What is a Reverse Mortgage?
In a report to Congress from the Consumer Financial Bureau, it was estimated that for least half of older homeowners, equity in their homes was the majority of their net worth. For many of these 62-years and older Americans, this is money that they could use as they approach or begin their retirement. What a reverse mortgage does is allow these homeowners to use this equity without the need to pay back the loan, while still retaining ownership of their home.
Unlike a regular mortgage, a reverse mortgage is not solely based on credit scores or income requirements. As long as there is enough equity in the home, usually between 22.4% to 38.1% or higher, and the other legal requirements are met, many homeowners can get a reverse mortgage.
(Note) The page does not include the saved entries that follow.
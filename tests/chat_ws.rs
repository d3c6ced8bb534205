//! WebSocket chat integration tests. They start Postgres and Redis through
//! Docker, so they are ignored by default; run with `cargo test -- --ignored`
//! when the daemon is available.

mod common;

use std::time::Duration;

use futures::{SinkExt, StreamExt};
use serde_json::json;
use testcontainers::clients::Cli;
use tokio::net::TcpStream;
use tokio::time::timeout;
use tokio_tungstenite::tungstenite::{Error as WsError, Message as WsMessage};
use tokio_tungstenite::{connect_async, MaybeTlsStream, WebSocketStream};
use uuid::Uuid;

type WsStream = WebSocketStream<MaybeTlsStream<TcpStream>>;

const RECV_TIMEOUT: Duration = Duration::from_secs(5);

/// Read frames until one carries the wanted event type, skipping receipts and
/// other interleaved events.
async fn recv_event(ws: &mut WsStream, wanted: &str) -> serde_json::Value {
    timeout(RECV_TIMEOUT, async {
        loop {
            match ws.next().await {
                Some(Ok(WsMessage::Text(txt))) => {
                    let value: serde_json::Value =
                        serde_json::from_str(&txt).expect("frames are JSON");
                    if value["type"] == wanted {
                        return value;
                    }
                }
                Some(Ok(_)) => {}
                other => panic!("connection ended while waiting for {wanted}: {other:?}"),
            }
        }
    })
    .await
    .unwrap_or_else(|_| panic!("timed out waiting for {wanted}"))
}

fn handshake_status(err: WsError) -> u16 {
    match err {
        WsError::Http(response) => response.status().as_u16(),
        other => panic!("expected an HTTP rejection, got {other:?}"),
    }
}

#[tokio::test]
#[ignore]
async fn handshake_rejects_anonymous_and_third_party_clients() {
    let docker = Cli::default();
    let (_pg, pool) = common::start_postgres(&docker).await;
    let (_redis, redis_url) = common::start_redis(&docker).await;
    let app = common::spawn_app(pool, &redis_url).await;

    let fixture = common::seed_conversation(&app.db).await;
    let outsider = common::seed_user(&app.db, &format!("out_{}", common::short_id()), "customer").await;

    // no token
    let err = connect_async(app.chat_ws_url(fixture.conversation_id, None))
        .await
        .expect_err("anonymous connect must fail");
    assert_eq!(handshake_status(err), 401);

    // garbage token
    let err = connect_async(app.chat_ws_url(fixture.conversation_id, Some("not-a-jwt")))
        .await
        .expect_err("bad token must fail");
    assert_eq!(handshake_status(err), 401);

    // authenticated but not a participant
    let token = app.token_for(outsider);
    let err = connect_async(app.chat_ws_url(fixture.conversation_id, Some(&token)))
        .await
        .expect_err("third party must fail");
    assert_eq!(handshake_status(err), 403);

    // unknown conversation looks the same as a foreign one
    let token = app.token_for(fixture.customer_id);
    let err = connect_async(app.chat_ws_url(Uuid::new_v4(), Some(&token)))
        .await
        .expect_err("unknown conversation must fail");
    assert_eq!(handshake_status(err), 403);
}

#[tokio::test]
#[ignore]
async fn message_is_persisted_once_and_broadcast_to_both_parties() {
    let docker = Cli::default();
    let (_pg, pool) = common::start_postgres(&docker).await;
    let (_redis, redis_url) = common::start_redis(&docker).await;
    let app = common::spawn_app(pool, &redis_url).await;

    let fixture = common::seed_conversation(&app.db).await;
    let customer_token = app.token_for(fixture.customer_id);
    let provider_token = app.token_for(fixture.provider_user_id);

    let (mut customer_ws, _) =
        connect_async(app.chat_ws_url(fixture.conversation_id, Some(&customer_token)))
            .await
            .expect("customer connects");
    let (mut provider_ws, _) =
        connect_async(app.chat_ws_url(fixture.conversation_id, Some(&provider_token)))
            .await
            .expect("provider connects");

    let outbound = json!({ "type": "chat_message", "message": "when can you come by?" });
    customer_ws
        .send(WsMessage::Text(outbound.to_string()))
        .await
        .expect("send");

    let seen_by_customer = recv_event(&mut customer_ws, "chat_message").await;
    let seen_by_provider = recv_event(&mut provider_ws, "chat_message").await;

    assert_eq!(seen_by_customer["message"], "when can you come by?");
    assert_eq!(seen_by_customer["message_id"], seen_by_provider["message_id"]);
    assert_eq!(seen_by_customer["timestamp"], seen_by_provider["timestamp"]);
    assert_eq!(
        seen_by_provider["sender_id"],
        fixture.customer_id.to_string()
    );

    let stored: i64 = sqlx::query_scalar("SELECT COUNT(*) FROM messages WHERE conversation_id = $1")
        .bind(fixture.conversation_id)
        .fetch_one(&app.db)
        .await
        .unwrap();
    assert_eq!(stored, 1);
}

#[tokio::test]
#[ignore]
async fn connecting_marks_counterpart_messages_read_idempotently() {
    let docker = Cli::default();
    let (_pg, pool) = common::start_postgres(&docker).await;
    let (_redis, redis_url) = common::start_redis(&docker).await;
    let app = common::spawn_app(pool, &redis_url).await;

    let fixture = common::seed_conversation(&app.db).await;
    for i in 0..3 {
        sqlx::query("INSERT INTO messages (conversation_id, sender_id, content) VALUES ($1, $2, $3)")
            .bind(fixture.conversation_id)
            .bind(fixture.customer_id)
            .bind(format!("ping {i}"))
            .execute(&app.db)
            .await
            .unwrap();
    }

    let provider_token = app.token_for(fixture.provider_user_id);
    let (mut provider_ws, _) =
        connect_async(app.chat_ws_url(fixture.conversation_id, Some(&provider_token)))
            .await
            .expect("provider connects");

    // the connect side effect produces a conversation-wide receipt
    let receipt = recv_event(&mut provider_ws, "messages_read").await;
    assert_eq!(receipt["reader_id"], fixture.provider_user_id.to_string());

    let unread: i64 = sqlx::query_scalar(
        "SELECT COUNT(*) FROM messages WHERE conversation_id = $1 AND is_read = FALSE",
    )
    .bind(fixture.conversation_id)
    .fetch_one(&app.db)
    .await
    .unwrap();
    assert_eq!(unread, 0);

    // an explicit mark_read after the fact must not duplicate status rows
    provider_ws
        .send(WsMessage::Text(json!({ "type": "mark_read" }).to_string()))
        .await
        .expect("send mark_read");
    recv_event(&mut provider_ws, "messages_read").await;

    let statuses: i64 = sqlx::query_scalar(
        "SELECT COUNT(*) FROM message_read_statuses s
         JOIN messages m ON m.id = s.message_id
         WHERE m.conversation_id = $1 AND s.user_id = $2",
    )
    .bind(fixture.conversation_id)
    .bind(fixture.provider_user_id)
    .fetch_one(&app.db)
    .await
    .unwrap();
    assert_eq!(statuses, 3);
}

#[tokio::test]
#[ignore]
async fn unrecognized_events_are_discarded_without_dropping_the_connection() {
    let docker = Cli::default();
    let (_pg, pool) = common::start_postgres(&docker).await;
    let (_redis, redis_url) = common::start_redis(&docker).await;
    let app = common::spawn_app(pool, &redis_url).await;

    let fixture = common::seed_conversation(&app.db).await;
    let token = app.token_for(fixture.customer_id);
    let (mut ws, _) = connect_async(app.chat_ws_url(fixture.conversation_id, Some(&token)))
        .await
        .expect("connect");

    ws.send(WsMessage::Text(json!({ "type": "self_destruct" }).to_string()))
        .await
        .expect("send unknown event");
    ws.send(WsMessage::Text("not json at all".into()))
        .await
        .expect("send malformed frame");

    // the connection survives both and still processes real traffic
    ws.send(WsMessage::Text(
        json!({ "type": "chat_message", "message": "still here" }).to_string(),
    ))
    .await
    .expect("send");
    let event = recv_event(&mut ws, "chat_message").await;
    assert_eq!(event["message"], "still here");
}

#[tokio::test]
#[ignore]
async fn notification_channel_rejects_anonymous_and_delivers_events() {
    let docker = Cli::default();
    let (_pg, pool) = common::start_postgres(&docker).await;
    let (_redis, redis_url) = common::start_redis(&docker).await;
    let app = common::spawn_app(pool, &redis_url).await;

    let fixture = common::seed_conversation(&app.db).await;

    let err = connect_async(format!("{}/ws/notifications", app.ws_url))
        .await
        .expect_err("anonymous connect must fail");
    assert_eq!(handshake_status(err), 401);

    let provider_token = app.token_for(fixture.provider_user_id);
    let (mut notifications_ws, _) = connect_async(format!(
        "{}/ws/notifications?token={}",
        app.ws_url, provider_token
    ))
    .await
    .expect("provider notification channel");

    // a chat message from the customer produces a push for the provider
    let customer_token = app.token_for(fixture.customer_id);
    let (mut chat_ws, _) =
        connect_async(app.chat_ws_url(fixture.conversation_id, Some(&customer_token)))
            .await
            .expect("customer connects");
    chat_ws
        .send(WsMessage::Text(
            json!({ "type": "chat_message", "message": "are you there?" }).to_string(),
        ))
        .await
        .expect("send");

    let push = recv_event(&mut notifications_ws, "notification").await;
    assert_eq!(push["notification_type"], "new_message");
    assert_eq!(
        push["data"]["conversation_id"],
        fixture.conversation_id.to_string()
    );
}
Some of the legal requirements include:
– Loan applicant must be 62-years or older
– The home must be the primary residence
– The home must have a permanent foundation
Starting in 2014, it is expected that a financial assessment will be performed on applicants, to ensure they have the cash flow to continue paying taxes and insurance on the home.
If a person qualifies for a reverse mortgage and owns their home outright, he or she can generally receive 48% of the appraised value at age 62-years of age, possibly more if they are older. This payout does not require any loan payments to be made as long as the homeowner continues to live in the home. The loan only becomes due when no one who is on the reverse mortgage lives in the home, either due to selling the home, moving for medical care reasons or after the death of the loan recipient.
How Does a Reverse Mortgage Work?
Although there are big differences between a regular and reverse mortgage, there is one similarity: both can be used to buy a new home. Many people do not realize that reverse mortgages are not only for homes that are already owned and have equity; they can also be used for purchasing a home. Homebuyers that meet the age requirement for a reverse mortgage can get a new home without ever needing to make a mortgage payment. They only need to make a cash down payment of at least 50% of the appraised value of the home. This is perfect for retirees that have decided to downsize their home or are moving to a new area after retirement.
The biggest difference between a regular and reverse mortgage is the loan payments. Reverse mortgages never require the loan to be repaid while they live in the home, and homeowners can use the money from the loan in any way they choose. It is a great way to use the equity in a home to make life easier in the later years in life.